Une super expo sur Astérix vient de fermer ses portes à la BnF (1). Elle me rappelle qu’Uderzo et Goscinny sont une source inépuisable de dénonciation des travers de notre civilisation. Souvenez-vous d’Obélix, perdu sur la scène d’un théâtre antique, à qui un metteur en scène d’avant-garde souffle de dire n’importe quoi, histoire de créer l’événement… Eh bien, une semblable vis comica semble s’être emparée de la communication de nos instances suprêmes.
Acte 1.
Parlons affiche : nous avons tous reçu celle du Congrès national de Marseille et l’avons disposée en nos salles d’attente. En regardant bien ce condensé de communication, une chose me stupéfia. On y voit un homme portant une mallette, deux enfants sur sa gauche et, encadrant les deux bambins… un autre homme ! Diantre : j’ignorais que l’ACNF fut tellement portée sur le communautarisme et j’étais loin de me douter qu’elle placerait, un jour, une famille homoparentale au centre de sa communication ! Fin du 1er acte.
Acte 2.
Lors de l’Assemblée de liaison de décembre dernier, le président du 110e Congrès vint présenter son Congrès. On nous montra l’affiche plein écran dont il fit une exégèse qui m’étonna : la silhouette des deux adultes avait, à dessein, été définie comme asexuée afin de montrer que la répartition des tâches dans le couple (professionnelles, familiales ou ménagères) ne dépendait plus du sexe ! Soit. Fin du 2e acte.
Acte 3.
Les aphorismes ont la vie dure : jamais 2 sans 3 ! Voilà que je fus encore étonné par la même affiche en la (re)découvrant sur le portail Réal et dans la lettre du CSN. Comparez-la attentivement à celle de votre salle d’attente… L’adulte de droite a changé : hanches rebondies, flancs échancrés, épaules adoucies. C’est devenu une… FEMME ! La preuve, c’est que la mallette a disparu de la main de celui des adultes qui est resté masculin. Eh oui, si on avait laissé la mallette dans la main de l’homme, cela aurait signifié que le mâle travaille tandis que la femelle s’occupe de la marmaille… Quelle ignominie ! Si on a gommé la mallette dans la main d’un des deux bonhommes, c’est bien que l’autre est une femme ! Fin du 3e acte !
Acte 4.
En matière de communication, la mémoire est aussi courte que les idées. Pourtant, je me souvins du discours dudit président lors de l’Assemblée de Liaison… Où est donc passée, dans la nouvelle affiche, l’indifférenciation des sexes pour les tâches familiales ? Tiens donc ! Aurait-on abandonné cet artificiel argumentaire d’asexisme ? Serions-nous revenus aux poncifs qui ont fait leurs preuves ? Fin du 4e acte.

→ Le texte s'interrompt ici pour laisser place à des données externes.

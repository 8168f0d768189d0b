use crate::Diagnostic;

/// Accumulates diagnostics for one compile. Never panics or aborts —
/// pushing is the only way errors leave the pipeline (`SPEC_FULL.md` §7).
#[derive(Clone, Debug, Default)]
pub struct DiagnosticQueue {
    items: Vec<Diagnostic>,
}

impl DiagnosticQueue {
    pub fn new() -> Self {
        Self::default()
    }

    pub fn push(&mut self, diagnostic: Diagnostic) {
        self.items.push(diagnostic);
    }

    pub fn extend(&mut self, other: impl IntoIterator<Item = Diagnostic>) {
        self.items.extend(other);
    }

    pub fn has_errors(&self) -> bool {
        self.items.iter().any(Diagnostic::is_error)
    }

    pub fn len(&self) -> usize {
        self.items.len()
    }

    pub fn is_empty(&self) -> bool {
        self.items.is_empty()
    }

    pub fn iter(&self) -> std::slice::Iter<'_, Diagnostic> {
        self.items.iter()
    }

    pub fn into_vec(self) -> Vec<Diagnostic> {
        self.items
    }
}

impl IntoIterator for DiagnosticQueue {
    type Item = Diagnostic;
    type IntoIter = std::vec::IntoIter<Diagnostic>;

    fn into_iter(self) -> Self::IntoIter {
        self.items.into_iter()
    }
}

#[cfg(test)]
mod tests {
    use super::*;
    use crate::ErrorCode;
    use ymc_span::Span;

    #[test]
    fn has_errors_ignores_warnings() {
        let mut q = DiagnosticQueue::new();
        q.push(Diagnostic::warning(ErrorCode::D001, Span::DUMMY, "warn"));
        assert!(!q.has_errors());
        q.push(Diagnostic::error(ErrorCode::D001, Span::DUMMY, "err"));
        assert!(q.has_errors());
        assert_eq!(q.len(), 2);
    }
}
use ymc_span::LineIndex;

use crate::Diagnostic;

/// Decorates a diagnostic with the filename, canonical path, and
/// line/column pair derived from the owning module's line index
/// (`SPEC_FULL.md` §6.4, §7): filename is the `%FILENAME` directive's value
/// if present, else the option-supplied filename.
pub fn decorate(diagnostic: &mut Diagnostic, filename: &str, path: &str, lines: &LineIndex) {
    diagnostic.filename = Some(filename.to_string());
    diagnostic.path = Some(path.to_string());
    let (start, end) = lines.span_line_cols(diagnostic.span);
    diagnostic.line_col = Some(((start.line, start.col), (end.line, end.col)));
}

#[cfg(test)]
mod tests {
    use super::*;
    use crate::ErrorCode;
    use ymc_span::Span;

    #[test]
    fn decorate_fills_all_fields() {
        let mut d = Diagnostic::error(ErrorCode::R001, Span::new(2, 4), "no anchor");
        let lines = LineIndex::new("ab\ncd\n");
        decorate(&mut d, "mod.yaml", "/abs/mod.yaml", &lines);
        assert_eq!(d.filename.as_deref(), Some("mod.yaml"));
        assert_eq!(d.path.as_deref(), Some("/abs/mod.yaml"));
        assert!(d.line_col.is_some());
        assert!(d.display_message().contains("mod.yaml"));
    }
}
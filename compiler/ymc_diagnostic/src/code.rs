/// Error codes for all compiler diagnostics.
///
/// Format: `<letter><digits>`, where the letter indicates phase, mirroring
/// this system's own pipeline rather than a generic lexer/parser split:
/// - `Sxxx`: path sandbox (C1)
/// - `Dxxx`: directive scanner (C3)
/// - `Txxx`: scalar expression tokenizer (C4)
/// - `Rxxx`: resolver (C7) — anchors, forward references, imports, tags
/// - `Pxxx`: private-node filtering (C7.6)
#[derive(Copy, Clone, Eq, PartialEq, Hash, Debug)]
pub enum ErrorCode {
    // ===== Path/sandbox errors (S0xx) =====
    /// Source file does not exist.
    S001,
    /// Extension is neither `.yaml` nor `.yml`.
    S002,
    /// Path escapes the configured base path.
    S003,

    // ===== Directive errors (D0xx) =====
    /// Duplicate `%FILENAME`.
    D001,
    /// Invalid or duplicate `%YAML` version.
    D002,
    /// `%TAG` missing handle or prefix, or duplicate handle.
    D003,
    /// `%PARAM`/`%LOCAL` missing alias, duplicate alias, or invalid type keyword.
    D004,
    /// `%IMPORT` missing alias or path, or duplicate alias.
    D005,
    /// `%IMPORT` path failed sandbox verification.
    D006,
    /// `%IMPORT` would close an import cycle.
    D007,
    /// Unterminated quoted or bracketed directive token.
    D008,
    /// Unrecognised directive keyword.
    D009,

    // ===== Tokenizer errors (T0xx) =====
    /// Unclosed `${`.
    T001,
    /// Unclosed quote.
    T002,
    /// Repeated `(` in an expression.
    T003,
    /// Repeated whitespace-then-type in an expression.
    T004,
    /// Missing base (`this|import|param|local`) in an expression.
    T005,
    /// Repeated `.` with no path segment between.
    T006,
    /// Repeated `,` in an argument list.
    T007,
    /// Repeated `=` in a key/value pair.
    T008,
    /// Missing key in a `key=value` argument.
    T009,
    /// Missing path segment (alias) after a base.
    T010,
    /// Invalid `as <type>` annotation keyword.
    T011,

    // ===== Resolver errors (R0xx) =====
    /// Alias references an anchor that does not exist (yet or ever).
    R001,
    /// Node accessed before it was defined (forward reference).
    R002,
    /// Unknown alias used with `import`/`local`/`param`.
    R003,
    /// Path segment not found during a `this`/`import` traversal.
    R004,
    /// Value did not match its `as scalar|map|seq` annotation.
    R005,
    /// Unknown tag, or no schema configured.
    R006,
    /// A tag resolver raised an error.
    R007,
    /// Invalid expression base (not `this|import|param|local`).
    R008,

    // ===== Private-filter errors (P0xx) =====
    /// A `%PRIVATE` path was not present in the resolved output.
    P001,

    // ===== Internal errors (I0xx) =====
    /// An internal invariant was violated; wraps an unexpected failure.
    I001,
}

impl ErrorCode {
    pub const fn as_str(self) -> &'static str {
        match self {
            ErrorCode::S001 => "S001",
            ErrorCode::S002 => "S002",
            ErrorCode::S003 => "S003",
            ErrorCode::D001 => "D001",
            ErrorCode::D002 => "D002",
            ErrorCode::D003 => "D003",
            ErrorCode::D004 => "D004",
            ErrorCode::D005 => "D005",
            ErrorCode::D006 => "D006",
            ErrorCode::D007 => "D007",
            ErrorCode::D008 => "D008",
            ErrorCode::D009 => "D009",
            ErrorCode::T001 => "T001",
            ErrorCode::T002 => "T002",
            ErrorCode::T003 => "T003",
            ErrorCode::T004 => "T004",
            ErrorCode::T005 => "T005",
            ErrorCode::T006 => "T006",
            ErrorCode::T007 => "T007",
            ErrorCode::T008 => "T008",
            ErrorCode::T009 => "T009",
            ErrorCode::T010 => "T010",
            ErrorCode::T011 => "T011",
            ErrorCode::R001 => "R001",
            ErrorCode::R002 => "R002",
            ErrorCode::R003 => "R003",
            ErrorCode::R004 => "R004",
            ErrorCode::R005 => "R005",
            ErrorCode::R006 => "R006",
            ErrorCode::R007 => "R007",
            ErrorCode::R008 => "R008",
            ErrorCode::P001 => "P001",
            ErrorCode::I001 => "I001",
        }
    }
}

impl std::fmt::Display for ErrorCode {
    fn fmt(&self, f: &mut std::fmt::Formatter<'_>) -> std::fmt::Result {
        f.write_str(self.as_str())
    }
}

Acte 5 et morale de l’histoire…
La communication n’est qu’un moyen, ce n’est pas une fin en soi. Alors, disons stop à la sur-communication, ce monde où le support prend le pas sur le sens, où l’écume se prend pour le fond. Heureusement, l’ACNF (avec certes un léger retard) s’en est rendu compte et a eu l’aplomb de corriger le tir ! Félicitations donc au président du Congrès d’avoir bousculé les marchands du temple de la communication (2). Fin du 5e acte, rideau !
Ainsi va la communication… qui nous réserve aussi parfois des mésaventures au format A4. Le président du CSN nous a envoyé des vœux fort subtils (3) : un morceau de papier qu’il fallait essayer de déchirer, ce qui s’avère impossible puisqu’on ne détruit pas un acte authentique. Moi qui fais confiance aux instances, j’ai voulu reprendre la chose à mon compte et en faire profiter toute l’étude. Et plutôt que de m’acharner sur le papier fourni par le CSN, j’ai demandé à ma formaliste de m’apporter les vraies minutes de janvier. J’en pris une au hasard en assurant mes clercs, dont les yeux hébétés trahissaient une insultante dubitation, qu’ils allaient voir ce qu’ils allaient voir : un acte authentique, c’est impossible à déchirer ! Ah mais ! Puisque le CSN le dit ! Serein, je pris donc mon acte entre les mains et je baissais soudainement celle de droite. Et là, hélas, une tardive angoisse me submergea… J’avais beau jurer qu’on ne m’y prendrait plus, trop tard, le rideau du Temple s’était déchiré de haut en bas et mon acte authentique itou !
Résultat : encore une minute de perdue pour cause de comm’.
1 – La potion magique de cette expo a été concoctée par Elisabeth Lourme, Bibliothèque nationale de France.
2 – Toutefois, on me signale que la féminisation du changement de silhouette de l’adulte de droite incarnerait une ouverture du notariat vers… le monde des transsexuels…
3 – Dont je vous remercie, Monsieur le Président, tardivement mais sincèrement.